7-Eleven franchisee faces court
7-Eleven franchisee in Brisbane is facing court. The convenience store franchisee has allegedly dismissed one of its workers after he refused his employer’s request to repay an amount he had been paid prior.
Balaji Australia Pty Ltd and current director and shareholder Madhav Ponnada will also face the Federal Circuit Court on allegations that false and misleading records were created during the employment of two workers and were later provided to Fair Work Inspectors during the course of their investigation.
7-Eleven said they have fully cooperated with the Fair Work Ombudsman’s investigation. They also conducted their own investigation and the convenience store was unable to find evidence required for the company to take its own action under the industry codes.
According to 7-Eleven’s company statement, “the termination for an underpayment is only available to a franchisor if it can be demonstrated at the requisite level of proof that the underpayment has occurred in a way that involves fraudulent conduct.”
It is alleged that the Indian national worker became a convenience store employee of 7-Eleven in February 2015 as a casual and was a part-time employee between December 2015 and July 2016. During this time he has accrued annual leave entitlements of $731.06. In July 2016, it is alleged that he became a casual employee and was paid $731.06 in accrued annual leave and leave from the preceding period in which he was engaged on a part-time basis.
Fair Work ombudsman Natalie James said requiring workers to repay portions of their wages is an insidious practice.
“We are concerned that so called ‘cash-back’ schemes are being utilised to disguise the underpayment of some of the most vulnerable workers in our community,” James said. “This is the type of behaviour that warrants serious enforcement action, such as litigation through the Courts.”
The Fair Work Ombudsman alleges that Ponnada made multiple requests for the worker to return the $731.06 that had been paid. It is further alleged that the day after the worker refused to repay this money, Ponnada instructed a store manager to remove the employee from a rostered shift and advised the store manager that the employee no longer worked at the store.
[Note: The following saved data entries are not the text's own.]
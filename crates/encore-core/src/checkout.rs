//! # Checkout Reconciliation
//!
//! Turns frozen line-item snapshots into an authoritative order total.
//!
//! ## Reconciliation Flow
//! ```text
//! ┌─────────────────────────────────────────────────────────────────────┐
//! │                      Order Reconciliation                           │
//! │                                                                     │
//! │  Caller line items            Catalog store (authoritative)         │
//! │  [{id, qty}, ...]   ──load──► CatalogItem {price, status, name}     │
//! │        │                           │                                │
//! │        │          ┌────────────────┘                                │
//! │        ▼          ▼                                                 │
//! │  ValidatedLineItem::from_catalog  (status check + price snapshot)   │
//! │        │                                                            │
//! │        ▼                                                            │
//! │  ReconciledOrder::compute  ◄── THIS MODULE                          │
//! │        ├── subtotal = Σ unit_price × qty                            │
//! │        ├── post-loop validation (first failure wins):               │
//! │        │     empty cart → name → email → phone → COD address        │
//! │        ├── distinct count = unique catalog item ids                 │
//! │        ├── promotion table ──► best tier or none                    │
//! │        └── total = max(0, subtotal − discount)                      │
//! │                                                                     │
//! │  Caller-supplied totals NEVER appear here - the input type has      │
//! │  no field for them.                                                 │
//! └─────────────────────────────────────────────────────────────────────┘
//! ```
//!
//! Subtotal, distinct count, and discount are all commutative over line-item
//! order: reordering the request never changes the computed totals.

use std::collections::HashSet;

use serde::{Deserialize, Serialize};

use crate::error::{CoreError, CoreResult};
use crate::money::Money;
use crate::promotion::{PromotionRule, PromotionTable};
use crate::types::{CustomerInfo, PaymentMethod, ValidatedLineItem};
use crate::validation::validate_customer;
use crate::MAX_ORDER_LINES;

// =============================================================================
// Reconciled Order
// =============================================================================

/// The authoritative result of reconciling one order request.
///
/// Every monetary field was re-derived from the catalog store; nothing here
/// came from the caller. This value object is what Booking Persistence
/// copies verbatim - it never re-reads the catalog.
#[derive(Debug, Clone, Serialize, Deserialize)]
#[serde(rename_all = "camelCase")]
pub struct ReconciledOrder {
    /// Frozen line-item snapshots, in request order.
    pub line_items: Vec<ValidatedLineItem>,

    /// Sum of line totals, in minor units.
    pub subtotal_minor: i64,

    /// The matched promotion rule, or `None` when no tier qualified.
    pub applied_promotion: Option<PromotionRule>,

    /// Discount in minor units, rounded half up, applied once to the
    /// whole subtotal.
    pub discount_minor: i64,

    /// `max(0, subtotal − discount)`.
    pub total_minor: i64,

    /// Summed ticket quantity across all line items.
    pub total_ticket_count: i64,

    /// Number of unique catalog items referenced (promotion input).
    pub distinct_item_count: u32,
}

impl ReconciledOrder {
    /// Computes authoritative totals from frozen snapshots.
    ///
    /// ## Validation Order (first failure wins)
    /// 1. line-item count cap
    /// 2. empty cart (no lines / zero tickets)
    /// 3. customer full name, email, phone
    /// 4. address present when paying cash-on-delivery
    ///
    /// Pure and deterministic: no I/O, no mutation of any catalog state.
    pub fn compute(
        line_items: Vec<ValidatedLineItem>,
        customer: &CustomerInfo,
        payment_method: PaymentMethod,
        promotions: &PromotionTable,
    ) -> CoreResult<ReconciledOrder> {
        if line_items.len() > MAX_ORDER_LINES {
            return Err(CoreError::OrderTooLarge {
                max: MAX_ORDER_LINES,
            });
        }

        let mut subtotal = Money::zero();
        let mut total_ticket_count: i64 = 0;
        let mut distinct_ids: HashSet<&str> = HashSet::new();

        for item in &line_items {
            subtotal += item.line_total();
            total_ticket_count += item.quantity;
            distinct_ids.insert(item.catalog_item_id.as_str());
        }

        // Post-loop validation, in contract order
        if line_items.is_empty() || total_ticket_count == 0 {
            return Err(CoreError::EmptyCart);
        }

        validate_customer(customer)?;

        if payment_method == PaymentMethod::CashOnDelivery {
            let has_address = customer
                .address
                .as_deref()
                .is_some_and(|a| !a.trim().is_empty());
            if !has_address {
                return Err(CoreError::AddressRequired);
            }
        }

        // Promotion step: distinct items, not summed quantity
        let distinct_item_count = distinct_ids.len() as u32;
        let applied_promotion = promotions.evaluate(distinct_item_count).cloned();

        let discount = applied_promotion
            .as_ref()
            .map_or(Money::zero(), |rule| subtotal.percentage(rule.discount_percent));
        let total = subtotal.saturating_sub_zero(discount);

        Ok(ReconciledOrder {
            line_items,
            subtotal_minor: subtotal.minor(),
            applied_promotion,
            discount_minor: discount.minor(),
            total_minor: total.minor(),
            total_ticket_count,
            distinct_item_count,
        })
    }

    /// Returns the subtotal as Money.
    #[inline]
    pub fn subtotal(&self) -> Money {
        Money::from_minor(self.subtotal_minor)
    }

    /// Returns the discount as Money.
    #[inline]
    pub fn discount(&self) -> Money {
        Money::from_minor(self.discount_minor)
    }

    /// Returns the final total as Money.
    #[inline]
    pub fn total(&self) -> Money {
        Money::from_minor(self.total_minor)
    }
}

// =============================================================================
// Unit Tests
// =============================================================================

#[cfg(test)]
mod tests {
    use super::*;
    use crate::types::{CatalogItem, ScheduleStatus};
    use chrono::Utc;

    fn item(id: &str, price: Option<i64>) -> CatalogItem {
        CatalogItem {
            id: id.to_string(),
            name: format!("Event {}", id),
            price_minor: price,
            status: ScheduleStatus::Scheduled,
            starts_at: Utc::now(),
            created_at: Utc::now(),
            updated_at: Utc::now(),
        }
    }

    fn line(id: &str, price: Option<i64>, qty: i64) -> ValidatedLineItem {
        ValidatedLineItem::from_catalog(&item(id, price), qty).unwrap()
    }

    fn customer() -> CustomerInfo {
        CustomerInfo {
            full_name: "Nguyen Van A".to_string(),
            email: "fan@example.com".to_string(),
            phone: "0912345678".to_string(),
            address: Some("12 Ly Thuong Kiet, Hanoi".to_string()),
            notes: None,
        }
    }

    fn table() -> PromotionTable {
        PromotionTable::new(vec![
            PromotionRule::new(3, 10, "3+ events: 10% off"),
            PromotionRule::new(4, 15, "4+ events: 15% off"),
        ])
    }

    #[test]
    fn test_single_item_multiple_tickets_gets_no_discount() {
        // One distinct item at quantity 2: below every tier
        let order = ReconciledOrder::compute(
            vec![line("a", Some(100_000), 2)],
            &customer(),
            PaymentMethod::Online,
            &table(),
        )
        .unwrap();

        assert_eq!(order.subtotal_minor, 200_000);
        assert_eq!(order.discount_minor, 0);
        assert_eq!(order.total_minor, 200_000);
        assert_eq!(order.distinct_item_count, 1);
        assert_eq!(order.total_ticket_count, 2);
        assert!(order.applied_promotion.is_none());
    }

    #[test]
    fn test_three_distinct_items_get_ten_percent() {
        let order = ReconciledOrder::compute(
            vec![
                line("a", Some(100_000), 1),
                line("b", Some(200_000), 1),
                line("c", Some(50_000), 1),
            ],
            &customer(),
            PaymentMethod::Online,
            &table(),
        )
        .unwrap();

        assert_eq!(order.subtotal_minor, 350_000);
        assert_eq!(order.discount_minor, 35_000);
        assert_eq!(order.total_minor, 315_000);
        assert_eq!(
            order.applied_promotion.unwrap().description,
            "3+ events: 10% off"
        );
    }

    #[test]
    fn test_four_distinct_items_take_the_higher_tier() {
        let order = ReconciledOrder::compute(
            vec![
                line("a", Some(100_000), 1),
                line("b", Some(100_000), 1),
                line("c", Some(100_000), 1),
                line("d", Some(100_000), 1),
            ],
            &customer(),
            PaymentMethod::Online,
            &table(),
        )
        .unwrap();

        assert_eq!(order.discount_minor, 60_000); // 15%, not 10%
        assert_eq!(order.total_minor, 340_000);
    }

    #[test]
    fn test_free_event_counts_toward_distinct_items() {
        let order = ReconciledOrder::compute(
            vec![
                line("a", Some(100_000), 1),
                line("b", Some(200_000), 1),
                line("free", None, 1),
            ],
            &customer(),
            PaymentMethod::Online,
            &table(),
        )
        .unwrap();

        // Free event adds nothing to the subtotal but makes count 3
        assert_eq!(order.subtotal_minor, 300_000);
        assert_eq!(order.distinct_item_count, 3);
        assert_eq!(order.discount_minor, 30_000);
    }

    #[test]
    fn test_duplicate_item_ids_count_once() {
        let order = ReconciledOrder::compute(
            vec![
                line("a", Some(100_000), 1),
                line("a", Some(100_000), 2),
                line("b", Some(100_000), 1),
            ],
            &customer(),
            PaymentMethod::Online,
            &table(),
        )
        .unwrap();

        assert_eq!(order.distinct_item_count, 2);
        assert_eq!(order.total_ticket_count, 4);
        assert!(order.applied_promotion.is_none());
    }

    #[test]
    fn test_totals_invariant_under_reordering() {
        let forward = vec![
            line("a", Some(100_000), 1),
            line("b", Some(200_000), 2),
            line("c", Some(50_000), 3),
        ];
        let mut reversed = forward.clone();
        reversed.reverse();

        let c = customer();
        let t = table();
        let one = ReconciledOrder::compute(forward, &c, PaymentMethod::Online, &t).unwrap();
        let two = ReconciledOrder::compute(reversed, &c, PaymentMethod::Online, &t).unwrap();

        assert_eq!(one.subtotal_minor, two.subtotal_minor);
        assert_eq!(one.discount_minor, two.discount_minor);
        assert_eq!(one.total_minor, two.total_minor);
    }

    #[test]
    fn test_empty_cart_rejected() {
        let err = ReconciledOrder::compute(
            Vec::new(),
            &customer(),
            PaymentMethod::Online,
            &table(),
        )
        .unwrap_err();
        assert!(matches!(err, CoreError::EmptyCart));
    }

    #[test]
    fn test_empty_cart_reported_before_bad_customer_data() {
        let mut bad = customer();
        bad.email = "broken".to_string();

        let err =
            ReconciledOrder::compute(Vec::new(), &bad, PaymentMethod::Online, &table())
                .unwrap_err();
        assert!(matches!(err, CoreError::EmptyCart));
    }

    #[test]
    fn test_cash_on_delivery_requires_address() {
        let mut no_address = customer();
        no_address.address = None;

        let err = ReconciledOrder::compute(
            vec![line("a", Some(100_000), 1)],
            &no_address,
            PaymentMethod::CashOnDelivery,
            &table(),
        )
        .unwrap_err();
        assert!(matches!(err, CoreError::AddressRequired));

        // Blank address is as good as no address
        let mut blank = customer();
        blank.address = Some("   ".to_string());
        let err = ReconciledOrder::compute(
            vec![line("a", Some(100_000), 1)],
            &blank,
            PaymentMethod::CashOnDelivery,
            &table(),
        )
        .unwrap_err();
        assert!(matches!(err, CoreError::AddressRequired));
    }

    #[test]
    fn test_online_payment_needs_no_address() {
        let mut no_address = customer();
        no_address.address = None;

        let order = ReconciledOrder::compute(
            vec![line("a", Some(100_000), 1)],
            &no_address,
            PaymentMethod::Online,
            &table(),
        );
        assert!(order.is_ok());
    }

    #[test]
    fn test_total_never_negative() {
        let t = PromotionTable::new(vec![PromotionRule::new(1, 100, "everything free")]);
        let order = ReconciledOrder::compute(
            vec![line("a", Some(99), 1)],
            &customer(),
            PaymentMethod::Online,
            &t,
        )
        .unwrap();

        assert_eq!(order.discount_minor, 99);
        assert_eq!(order.total_minor, 0);
        assert!(order.total_minor >= 0);
    }

    #[test]
    fn test_order_line_cap() {
        let lines: Vec<_> = (0..=MAX_ORDER_LINES)
            .map(|i| line(&format!("e{i}"), Some(1_000), 1))
            .collect();
        let err =
            ReconciledOrder::compute(lines, &customer(), PaymentMethod::Online, &table())
                .unwrap_err();
        assert!(matches!(err, CoreError::OrderTooLarge { .. }));
    }
}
The Fair Work Ombudsman is asking the Federal Circuit Court to impose penalties against Ponnada and his company for several alleged contraventions of workplace laws and also is seeking compensation for the worker who was allegedly dismissed.
“Workers cannot be deprived of work for exercising their rights, regardless of whether they are engaged on a casual, part-time or full-time basis,” James said. “We encourage anyone with information on alleged ‘cash-back’ schemes to come forward and assist us in our investigations.”
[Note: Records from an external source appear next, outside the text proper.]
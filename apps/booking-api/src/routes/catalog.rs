//! Public catalog listing.

use axum::extract::State;
use axum::Json;
use chrono::{DateTime, Utc};
use serde::Serialize;

use encore_core::CatalogItem;

use crate::error::ApiResult;
use crate::state::AppState;

/// One bookable event as shown to customers.
#[derive(Debug, Serialize)]
#[serde(rename_all = "camelCase")]
pub struct EventView {
    pub id: String,
    pub name: String,
    /// `null` means the event is free.
    pub price_minor: Option<i64>,
    pub starts_at: DateTime<Utc>,
}

impl From<CatalogItem> for EventView {
    fn from(item: CatalogItem) -> Self {
        EventView {
            id: item.id,
            name: item.name,
            price_minor: item.price_minor,
            starts_at: item.starts_at,
        }
    }
}

/// `GET /events` - bookable items only, soonest first.
pub async fn list_events(State(state): State<AppState>) -> ApiResult<Json<Vec<EventView>>> {
    let items = state.db.catalog().list_bookable(200).await?;
    Ok(Json(items.into_iter().map(EventView::from).collect()))
}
“While the Fair Work Ombudsman’s investigation is welcomed, the industry should be given the power to uphold the integrity of their own franchise networks in accordance with the increased responsibilities imposed by the Government’s Fair Work Amendment (Protecting Vulnerable Workers) Bill,” said 7-Eleven in a company statement.
7-Eleven stated the burden of proof is unreasonably difficult to meet thus they have been calling for 18 months now for the two relevant industry codes – the Franchising Code of Conduct and the Oil Code – to be amended to give franchisors the right to terminate a franchise agreement in the case of serious non-compliance with Commonwealth Workplace Laws or Fair Work Instruments.
The matter is listed for a directions hearing on 30 October 2017. In December, the Fair Work Ombudsman and 7-Eleven signed a Proactive Compliance Deed which requires the convenience store to overhaul its systems and implement fully biometric time recording to prevent the falsification of records.